If you doubt that this could ever happen, think again, because it already has. In 1790, the Treasury, under Alexander Hamilton, took over the debts of the states and deferred interest payments until 1801. In November 1814, when the War of 1812 had destroyed both the Treasury and the White House, the government did not have enough gold and silver to pay the interest due on its debt. And in 1862, the federal government refused to redeem into gold greenbacks that it had created the previous year.
Then, in 1933, Congress, at the request of then-US president Franklin D. Roosevelt, reneged on the government’s obligation to make payments on Liberty bonds in gold at a fixed price. And in April and May of 1979, a technical glitch caused the Treasury to miss the deadline for redeeming US$122 million in maturing Treasury bills, with some investors waiting more than a week to be paid.
According to Article 1, Section 8, of the US Constitution, Congress alone has the authority to borrow on the account of the federal government. The debt limit was created with the Second Liberty Bond Act of 1917, which set it initially at US$11.5 billion. Prior to this legislation, Congress had authorized each federal debt that was issued, but ever since its creation, the debt ceiling has provided occasions for shambolic standoffs between congressional fiscal conservatives and incumbent presidential administrations.
Since 1960, Congress has acted 78 times — 49 times under Republican and 29 times under Democratic presidents — to raise the debt limit, temporarily extend or suspend it, or revise how it is defined. In addition to the accidental default in 1979, there have been many other close calls. The most recent was in 2011, when S&P Global Ratings downgraded the US long-term credit rating from “AAA” to “AA+”, even though the US did not default and Congress did eventually raise the debt ceiling by US$2.4 trillion.
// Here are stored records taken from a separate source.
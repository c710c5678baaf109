//! NewsProbe Core
//!
//! Core types and error handling shared across NewsProbe components.
//!
//! This crate provides:
//! - The error taxonomy used from artifact loading up to the HTTP surface
//! - Label values as stored in classifier artifacts
//! - Sparse feature rows exchanged between vectorizers and classifiers

pub mod error;
pub mod types;

pub use error::{Error, Result};
pub use types::{FeatureMatrix, LabelValue, SparseRow};

/// Prelude module for convenient imports
pub mod prelude {
    pub use crate::error::{Error, Result};
    pub use crate::types::{FeatureMatrix, LabelValue, SparseRow};
}
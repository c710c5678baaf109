//! Service configuration
//!
//! Values come from, in increasing precedence: built-in defaults, the
//! optional YAML config file, then CLI flags and environment variables.

use crate::cli::Cli;
use newsprobe_classifiers::{install_dir, ArtifactPaths};
use newsprobe_core::{Error, Result};
use serde::{Deserialize, Serialize};
use std::net::SocketAddr;
use std::path::{Path, PathBuf};

/// Service configuration
#[derive(Debug, Clone, PartialEq, Serialize, Deserialize)]
pub struct ServiceConfig {
    /// Listen address
    #[serde(default = "default_host")]
    pub host: String,

    /// Listen port
    #[serde(default = "default_port")]
    pub port: u16,

    /// Classifier artifact override
    #[serde(default)]
    pub model_path: Option<String>,

    /// Vectorizer artifact override
    #[serde(default)]
    pub vectorizer_path: Option<String>,

    /// Directory holding the default artifact files; the executable's
    /// directory when unset
    #[serde(default)]
    pub artifact_dir: Option<PathBuf>,

    /// Load artifacts in the background at startup
    #[serde(default = "default_true")]
    pub eager_load: bool,

    /// Largest accepted request body
    #[serde(default = "default_max_body_bytes")]
    pub max_body_bytes: usize,
}

impl ServiceConfig {
    /// Load configuration from file and CLI overrides
    pub fn load(config_path: &str, cli: &Cli) -> Result<Self> {
        let mut config = if Path::new(config_path).exists() {
            Self::from_file(config_path)?
        } else {
            Self::default()
        };

        config.apply_cli(cli);
        Ok(config)
    }

    /// Parse a YAML config file
    pub fn from_file(path: impl AsRef<Path>) -> Result<Self> {
        let content = std::fs::read_to_string(path.as_ref())?;
        Ok(serde_yaml::from_str(&content)?)
    }

    /// Apply CLI/environment overrides. Empty artifact paths do not
    /// override.
    pub fn apply_cli(&mut self, cli: &Cli) {
        if let Some(host) = &cli.host {
            self.host = host.clone();
        }

        if let Some(port) = cli.port {
            self.port = port;
        }

        if let Some(model_path) = non_empty(cli.model_path.as_deref()) {
            self.model_path = Some(model_path.to_string());
        }

        if let Some(vectorizer_path) = non_empty(cli.vectorizer_path.as_deref()) {
            self.vectorizer_path = Some(vectorizer_path.to_string());
        }

        if let Some(dir) = &cli.artifact_dir {
            self.artifact_dir = Some(dir.clone());
        }

        if cli.no_eager_load {
            self.eager_load = false;
        }
    }

    /// Resolve the two artifact paths
    pub fn artifact_paths(&self) -> ArtifactPaths {
        let base_dir = self.artifact_dir.clone().unwrap_or_else(install_dir);
        ArtifactPaths::resolve(
            base_dir,
            self.model_path.as_deref(),
            self.vectorizer_path.as_deref(),
        )
    }

    /// Socket address to bind
    pub fn listen_addr(&self) -> Result<SocketAddr> {
        format!("{}:{}", self.host, self.port)
            .parse()
            .map_err(|e| Error::config(format!("invalid listen address {}:{}: {}", self.host, self.port, e)))
    }
}

impl Default for ServiceConfig {
    fn default() -> Self {
        Self {
            host: default_host(),
            port: default_port(),
            model_path: None,
            vectorizer_path: None,
            artifact_dir: None,
            eager_load: true,
            max_body_bytes: default_max_body_bytes(),
        }
    }
}

fn non_empty(value: Option<&str>) -> Option<&str> {
    value.filter(|v| !v.is_empty())
}

fn default_host() -> String {
    "0.0.0.0".to_string()
}

fn default_port() -> u16 {
    8000
}

fn default_true() -> bool {
    true
}

fn default_max_body_bytes() -> usize {
    64 * 1024
}
//! End-to-end draw demo.
//!
//! Run with: `cargo run --example demo`
//!
//! Builds a four-team configuration in code, runs one entropy-seeded draw,
//! and prints every team sheet. Each run produces a different assignment;
//! the structural guarantees (one colour and one keeper per team, no two
//! players from the same pot-and-position group on one team) hold on every
//! run.

use std::collections::BTreeMap;

use squad_draw::{draw_teams, Config, Position, Pot};

fn pot(name: &str, entries: &[(&str, &[&str])]) -> Pot {
    let mut players = BTreeMap::new();
    for (tag, list) in entries {
        players.insert(tag.to_string(), list.iter().map(|s| s.to_string()).collect());
    }
    Pot { name: name.to_string(), players }
}

fn main() {
    let config = Config {
        jumlah_tim: 4,
        clr: ["Merah", "Biru", "Hijau", "Kuning"].map(String::from).to_vec(),
        gk: ["Agus", "Bambang", "Joko", "Rizky"].map(String::from).to_vec(),
        pots: vec![
            pot(
                "Pot 1",
                &[
                    ("#DEF", &["Dedi", "Eko", "Fajar", "Gilang"]),
                    ("#MID", &["Hadi", "Indra", "Jajang", "Kurnia"]),
                    ("#FW", &["Lukman", "Maman", "Nanda", "Opik"]),
                ],
            ),
            pot(
                "Pot 2",
                &[
                    ("#DEF", &["Putra", "Qori", "Rendi", "Surya"]),
                    ("#MID", &["Tono", "Udin", "Vino", "Wawan"]),
                ],
            ),
        ],
    };

    let teams = draw_teams(config);

    for team in &teams {
        println!("Team {}", team.team_id);
        for pos in Position::ALL {
            let slot = team.players.slot(pos);
            if slot.is_empty() {
                println!("  {:<9} -", pos.label());
            } else {
                println!("  {:<9} {}", pos.label(), slot.join(", "));
            }
        }
        println!();
    }
}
The periodic chaos and exceptional measures associated with the debt ceiling are both costly and unnecessary. The artificial constraint on outstanding debt means that conflicts about public spending and tax revenues usually have to be resolved at least twice, first when the spending and tax programs clear the appropriate congressional hurdles and are signed by the president, and then again whenever the debt ceiling is approaching.
This is all a matter of simple arithmetic. The outstanding stock of public debt is a historical artifact. Barring default, it cannot be changed. Congress and the state of the economy (which itself may be influenced by fiscal programs) determine federal public spending (excluding interest payments) and federal tax revenues. Together with the interest payments on the outstanding stock of debt, these figures give us the federal budget deficit for the current period. Add the current deficit to the current period’s initial debt stock, and you get the next period’s initial debt stock. And the exercise can be repeated for future periods to determine the entire sequence of future public debt stocks.
It therefore makes no sense to add an additional debt ceiling to the congressional fiscal-financial arsenal. The congressionally determined debt limit is either redundant or inconsistent. It is redundant when the constraint is not binding, and inconsistent when the constraint is binding, because it is blocking tax and spending policies that Congress has already voted into law. The cases of redundancy are not damaging, but they do make the US look silly. By contrast, the cases of inconsistency are not just costly but potentially catastrophic.
There are several ways to resolve the issue. The debt ceiling could win, forcing Congress to cut spending and/or raise taxes by however much it takes to keep the actual debt below the cap. Alternatively, the deficit could win, leading Congress simply to raise or suspend the ceiling to accommodate the spending and revenue programs that it has already approved. Compromises between these two outcomes are a third possibility. Or, finally, Congress could do nothing and allow the US to default.
A non-accidental default scenario would be an extremely serious matter. Given the US dollar’s role as a global reserve currency and the importance of US Treasury securities in the global monetary and financial system, it would likely produce a financial crisis and a serious recession in the US and worldwide.
What is to be done? The Fourteenth Amendment of the US Constitution states that “the validity of the public debt of the United States … shall not be questioned.” This clause, combined with common sense, argues for a de facto abolition of the debt ceiling. There is no other practical option.
Revoking Congress’s constitutional borrowing authority would likely be a bridge too far and, even if feasible, would take too long. A better solution would be to assign to Congress, through legislation, the “deemed authority” to raise the debt ceiling automatically (assuming it is binding, as it is today) in every current and future period by the amount of the deficit implied by the congressionally determined and presidentially approved federal spending and tax programs.
Such an action would be equivalent to a permanent suspension of the debt ceiling. It is time to take the Constitution, arithmetic, economics, and common sense seriously and discard the debt ceiling once and for all.
Willem H. Buiter, a former chief economist at Citibank and former member of the Monetary Policy Committee of the Bank of England, is an independent economic adviser.